Rance O'Quinn's Turn to Rest His Feet

He’s 71 now and his legs can’t carry him anywhere near the long distances he regularly marched for civil rights in his younger days.
For this presidential inauguration, Rance O’Quinn sat down and watched on television the embodiment of one of the Civil Rights Movement’s highest goals take the oath of office.
It’s been a long walk to Jan. 20, 2009, for the man born and raised in Centreville, Mississippi, a small town near the Louisiana border, a man whose father was shot in the back of the head on Aug. 14, 1959, for educating other black Americans on their rights.
Rance O’Quinn became president of the Springfield branch of the NAACP; a director of investigations for the Massachusetts Commission Against Discrimination; worked at the U.S. Department of Education Office of Civil Rights and as supervisor of investigations and acting area office director for the U.S. Equal Opportunity Employment Commission in Boston.
There are names and dates, births, deaths and killings, the blessings of his family, paid and unpaid work to create a more perfect union, what he lost along the way and now, Barack Obama.
He has simple advice for the new president: “Steady as you go.”
The footprints leading to the beginnings of the Civil Rights Movement are many and O’Quinn’s are there, steady as he went.
The quiet courage of a seamstress, Rosa Parks, who refused to sit at the back of the bus in Montgomery, Alabama, on Dec. 1, 1955; the heinous crimes committed by two white men against 15-year-old Emmett Till, just a few months before, on Aug. 28, 1955, in Money, Mississippi, for whistling at a white girl. O’Quinn was a junior in high school when he heard of Till’s torture and beating death and was awakened to the long road ahead.
In an interview at his Springfield home, where two of his infant granddaughters vied for his constant and gentle attention, he recalled how hopeful he was when in 1954 the U.S. Supreme Court ruled in Brown vs. the Board of Education that schools could not be divided by color.
He thought change was coming for sure, and it would be fast.

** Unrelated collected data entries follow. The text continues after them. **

// Copyright 2018 Mozilla
//
// Licensed under the Apache License, Version 2.0 (the "License"); you may not use
// this file except in compliance with the License. You may obtain a copy of the
// License at http://www.apache.org/licenses/LICENSE-2.0
// Unless required by applicable law or agreed to in writing, software distributed
// under the License is distributed on an "AS IS" BASIS, WITHOUT WARRANTIES OR
// CONDITIONS OF ANY KIND, either express or implied. See the License for the
// specific language governing permissions and limitations under the License.

use std::fmt;

/// The id of an entity in the store: a 64-bit signed integer whose high 16
/// bits name the partition it was allocated from and whose low 48 bits are
/// the partition-local counter.
pub type Entid = i64;

/// A partition id occupies the high 16 bits of an entid.
pub type PartitionId = u16;

const COUNTER_BITS: u32 = 48;
const COUNTER_MASK: i64 = (1 << COUNTER_BITS) - 1;

/// Compose an entid from a partition id and a partition-local counter.
pub fn entid_from_parts(partition: PartitionId, counter: i64) -> Entid {
    debug_assert!(counter >= 0 && counter <= COUNTER_MASK);
    ((partition as i64) << COUNTER_BITS) | (counter & COUNTER_MASK)
}

/// The partition id encoded in the high bits of `entid`.
pub fn partition_of(entid: Entid) -> PartitionId {
    (entid >> COUNTER_BITS) as PartitionId
}

/// The partition-local counter encoded in the low bits of `entid`.
pub fn counter_of(entid: Entid) -> i64 {
    entid & COUNTER_MASK
}

/// The closed set of logical value types an attribute can be declared with.
///
/// The names mirror the `db.type/*` idents seeded at bootstrap. The set is
/// closed and stable: adding a member means a new bootstrap entity, a new
/// stored representation, and a new typed-column kind, so everything
/// dispatches on this enum rather than on strings.
#[derive(Clone, Copy, Debug, Eq, Hash, Ord, PartialOrd, PartialEq)]
pub enum ValueType {
    Text,
    Int4,
    Int8,
    Float4,
    Float8,
    Numeric,
    Boolean,
    Instant,
    Date,
    Uuid,
    Bytes,
    Json,
    Ref,
}

impl ValueType {
    /// All members, in bootstrap entity order.
    pub fn all() -> &'static [ValueType] {
        &[
            ValueType::Text,
            ValueType::Int4,
            ValueType::Int8,
            ValueType::Float4,
            ValueType::Float8,
            ValueType::Numeric,
            ValueType::Boolean,
            ValueType::Instant,
            ValueType::Date,
            ValueType::Uuid,
            ValueType::Bytes,
            ValueType::Json,
            ValueType::Ref,
        ]
    }

    /// The short name, as accepted by `define_attribute`.
    pub fn name(&self) -> &'static str {
        match *self {
            ValueType::Text => "text",
            ValueType::Int4 => "int4",
            ValueType::Int8 => "int8",
            ValueType::Float4 => "float4",
            ValueType::Float8 => "float8",
            ValueType::Numeric => "numeric",
            ValueType::Boolean => "bool",
            ValueType::Instant => "timestamptz",
            ValueType::Date => "date",
            ValueType::Uuid => "uuid",
            ValueType::Bytes => "bytea",
            ValueType::Json => "jsonb",
            ValueType::Ref => "ref",
        }
    }

    /// The full `db.type/*` ident of the bootstrap entity for this type.
    pub fn ident(&self) -> String {
        format!("db.type/{}", self.name())
    }

    /// Parse either a short name (`text`) or a full ident (`db.type/text`).
    pub fn from_keyword(s: &str) -> Result<ValueType, ValueTypeError> {
        let name = s.strip_prefix("db.type/").unwrap_or(s);
        ValueType::all()
            .iter()
            .find(|vt| vt.name() == name)
            .cloned()
            .ok_or_else(|| ValueTypeError(s.to_string()))
    }
}

impl fmt::Display for ValueType {
    fn fmt(&self, f: &mut fmt::Formatter) -> fmt::Result {
        write!(f, "{}", self.ident())
    }
}

/// Raised when a string names no member of the closed `ValueType` set.
#[derive(Debug, Fail)]
#[fail(display = "no such value type: {}", _0)]
pub struct ValueTypeError(pub String);

/// A uniqueness declaration on an attribute. Declared metadata only: the
/// store records it and clients may enforce it.
#[derive(Clone, Copy, Debug, Eq, Hash, Ord, PartialOrd, PartialEq)]
pub enum Unique {
    Identity,
    Value,
}

impl Unique {
    pub fn name(&self) -> &'static str {
        match *self {
            Unique::Identity => "identity",
            Unique::Value => "value",
        }
    }

    pub fn ident(&self) -> String {
        format!("db.unique/{}", self.name())
    }

    pub fn from_keyword(s: &str) -> Option<Unique> {
        match s.strip_prefix("db.unique/").unwrap_or(s) {
            "identity" => Some(Unique::Identity),
            "value" => Some(Unique::Value),
            _ => None,
        }
    }
}

/// The flags carried by an attribute definition.
///
/// `multival` is the cardinality flag: `false` is `db.cardinality/one`,
/// `true` is `db.cardinality/many`.
#[derive(Clone, Debug, Eq, Hash, Ord, PartialOrd, PartialEq)]
pub struct Attribute {
    pub value_type: ValueType,
    pub multival: bool,
    pub unique: Option<Unique>,
}

impl Attribute {
    pub fn new(value_type: ValueType, multival: bool) -> Attribute {
        Attribute {
            value_type: value_type,
            multival: multival,
            unique: None,
        }
    }

    pub fn cardinality_ident(&self) -> &'static str {
        if self.multival {
            "db.cardinality/many"
        } else {
            "db.cardinality/one"
        }
    }
}

#[cfg(test)]
mod tests {
    use super::*;

    #[test]
    fn test_entid_round_trip() {
        let e = entid_from_parts(2, 1);
        assert_eq!(e, (2 << 48) | 1);
        assert_eq!(partition_of(e), 2);
        assert_eq!(counter_of(e), 1);
    }

    #[test]
    fn test_db_partition_ids_are_bare_counters() {
        // Partition 0 encodes to the counter itself, so bootstrap entids
        // read as small integers.
        assert_eq!(entid_from_parts(0, 1), 1);
        assert_eq!(entid_from_parts(0, 112), 112);
    }

    #[test]
    fn test_value_type_keywords() {
        assert_eq!(ValueType::from_keyword("text").unwrap(), ValueType::Text);
        assert_eq!(ValueType::from_keyword("db.type/jsonb").unwrap(), ValueType::Json);
        assert_eq!(ValueType::from_keyword("timestamptz").unwrap(), ValueType::Instant);
        assert!(ValueType::from_keyword("db.type/varchar").is_err());
        assert_eq!(ValueType::all().len(), 13);
    }

    #[test]
    fn test_unique_keywords() {
        assert_eq!(Unique::from_keyword("identity"), Some(Unique::Identity));
        assert_eq!(Unique::from_keyword("db.unique/value"), Some(Unique::Value));
        assert_eq!(Unique::from_keyword("primary"), None);
    }
}
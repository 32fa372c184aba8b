// Copyright 2018 Mozilla
//
// Licensed under the Apache License, Version 2.0 (the "License"); you may not use
// this file except in compliance with the License. You may obtain a copy of the
// License at http://www.apache.org/licenses/LICENSE-2.0
// Unless required by applicable law or agreed to in writing, software distributed
// under the License is distributed on an "AS IS" BASIS, WITHOUT WARRANTIES OR
// CONDITIONS OF ANY KIND, either express or implied. See the License for the
// specific language governing permissions and limitations under the License.

//! Shared vocabulary for the palimpsest store: entids and their partition
//! encoding, the closed set of logical value types, typed values, and the
//! ident grammar that attribute and view names obey.

extern crate chrono;
extern crate failure;
#[macro_use]
extern crate failure_derive;
extern crate ordered_float;
extern crate serde_json;
extern crate uuid;

pub mod idents;
mod types;
mod values;

pub use types::{
    Attribute,
    Entid,
    PartitionId,
    Unique,
    ValueType,
    ValueTypeError,
    counter_of,
    entid_from_parts,
    partition_of,
};

pub use values::{
    TypedValue,
    ValueError,
};

/// The partition ids fixed at bootstrap.
pub const PART_DB: PartitionId = 0;
pub const PART_TX: PartitionId = 1;
pub const PART_USER: PartitionId = 2;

But as he learned painfully over the years, and acutely when his own father, Samuel O’Quinn, was gunned down at his doorstep, change is the result of many steps, many votes, many years.
Just last year, then-President George W. Bush signed into law the Emmett Till Unresolved Civil Rights Crime Act, which reopens the investigations of civil rights murders in Mississippi.
The case of Samuel O’Quinn’s killing is among those that is under consideration for review.
Through the decades since his youth, Rance O’Quinn has worked to eradicate institutional racism. While Obama’s election is a sign of progress, the march doesn’t show an end in sight for human rights for all, he said.
“Everything has changed,” he said, “but everything has stayed the same.”
Still, when he and his wife of Shirley went to vote, he felt history in the pulse in his fingertips, the pounding of his heart, a tap on his shoulders.
As he stood in the voting booth and connected the broken arrow next to Obama’s name, he had a quiet moment of remembering his father.
“This is something my father had always wanted to do: to vote,” he said. “Even though I was the only one voting, it was something my father was doing as well.”
By the day’s end, Obama pulled a 10-million popular vote advantage over McCain, 70 million to 60 million, and 365 electoral votes of the needed 270 to win the presidency.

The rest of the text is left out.